When we see it, it’s not a bad thing. It’s truly not.
When you see how a magician’s trick works it’s fascinating that it works so well. You feel silly for being duped but it’s still a good show. There’s a kind of magic to the fact that the magic works. And no one really knows exactly how it works. So you don’t lose your wonder, it just sinks a layer deeper.
There’s always more to it than we can see.
And any way, you still need to master the trick.

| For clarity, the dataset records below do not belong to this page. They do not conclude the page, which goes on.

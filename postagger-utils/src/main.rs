use std::io::stdout;

use clap::{crate_version, App, AppSettings, Arg, Shell, SubCommand};
use postagger_utils::logger_builder;
use stdinout::OrExit;

mod subcommands;

mod traits;
use self::traits::PosApp;

static DEFAULT_CLAP_SETTINGS: &[AppSettings] = &[
    AppSettings::DontCollapseArgsInUsage,
    AppSettings::UnifiedHelpMessage,
    AppSettings::SubcommandRequiredElseHelp,
];

static LOG: &str = "LOG";

fn main() {
    // Known subapplications.
    let apps = vec![
        subcommands::PrepareApp::app(),
        subcommands::TagApp::app(),
        subcommands::TrainApp::app(),
    ];

    let cli = App::new("postagger")
        .settings(DEFAULT_CLAP_SETTINGS)
        .about("A greedy left-to-right part-of-speech tagger")
        .version(crate_version!())
        .arg(
            Arg::with_name(LOG)
                .long("log")
                .value_name("FILE")
                .help("Append log messages to a file")
                .global(true),
        )
        .subcommands(apps)
        .subcommand(
            SubCommand::with_name("completions")
                .about("Generate completion scripts for your shell")
                .setting(AppSettings::ArgRequiredElseHelp)
                .arg(Arg::with_name("shell").possible_values(&Shell::variants())),
        );
    let matches = cli.clone().get_matches();

    let log_file = matches
        .subcommand()
        .1
        .and_then(|sub_matches| sub_matches.value_of(LOG))
        .or_else(|| matches.value_of(LOG));
    logger_builder(log_file)
        .or_exit("Cannot set up logging", 1)
        .init();

    match matches.subcommand_name().unwrap() {
        "completions" => {
            let shell = matches
                .subcommand_matches("completions")
                .unwrap()
                .value_of("shell")
                .unwrap();
            write_completion_script(cli, shell.parse::<Shell>().unwrap());
        }
        "prepare" => {
            subcommands::PrepareApp::parse(matches.subcommand_matches("prepare").unwrap()).run()
        }
        "tag" => subcommands::TagApp::parse(matches.subcommand_matches("tag").unwrap()).run(),
        "train" => subcommands::TrainApp::parse(matches.subcommand_matches("train").unwrap()).run(),
        _unknown => unreachable!(),
    }
}

fn write_completion_script(mut cli: App, shell: Shell) {
    cli.gen_completions_to("postagger", shell, &mut stdout());
}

You have to become the magician.
Does that make sense?
It’s like a deranged version of the old story about the fish-in-water:
One day fishy gets curious about what’s beyond the edge of his reality—he thinks he sees a bright light up there “beyond” everything, but he can’t tell if it’s in his head or not because how can something be beyond everything?
It makes no sense.
But then there’s these weird dolphins that keep saying there’s a whole other reality up there. But the idea of “another reality” also doesn’t make much sense. Any way, they say the dolphins ate too many puffer fish.
But one day, fishy just gets tired of it all.
He gets overwhelmed by curiousity and utterly bored of all the drama in his little fish world. Everything seems “off” and everyone’s going around in circles. His gut tells him that there must be something out there to help with all the misery—everyone eating everyone else and making a fuss about everything.
He desperately wants to help but he just doesn’t know how. For the first time, he admits to himself that he really, really, does not know what’s going on.
So he decides screw it, he’s going to do what the dolphins do.
For real, though.
Lots of fishies pretend to do what the dolphins do because it looks spectacular and they move so gracefully. But they never really go for it, so it always smells a bit off when they talk about it.
But fishy decides he’s willing to die for it.
He first swims deep, deep down to the bottom of his world. He gets as far down into the darkness as he can, further than he’s ever seen anyone go. He’s so deep he can’t see anything, so deep that he doesn’t have a single reference point. There’s no way to know where it leads.
Then, from within the deepest tunnel he starts swimming. He goes faster and faster. He swims with total abandon in the direction of a new truth. He races towards the very edge of the known; that place where the dolphins disappear and re-appear.
Fishy reaches his full speed just before the end-of-the-world and he shuts his eyes and flips his fins one last time as hard as he can, not as if he’s choosing to do it, but as if the ocean itself was driving him forward.
Whoooosh!
To his utter bewilderment, he bursts through into open space.
It was nothing like he had imagined.
His eyes wide open for the first time, he spins around in midair as light glistens from his translucent grey body; his inner world exposed to direct light for the first time. He sees a whole new reality, a whole new world of possibilities, a whole new sense of freedom; a vastness beyond comprehension. He’s never seen so far in every direction. He didn’t even know he could look in every direction; and from nowhere at all!
The amount of light is blinding, yet he has no eyes. Everything is gone, yet everything is right where it’s always been. There’s not a single concern.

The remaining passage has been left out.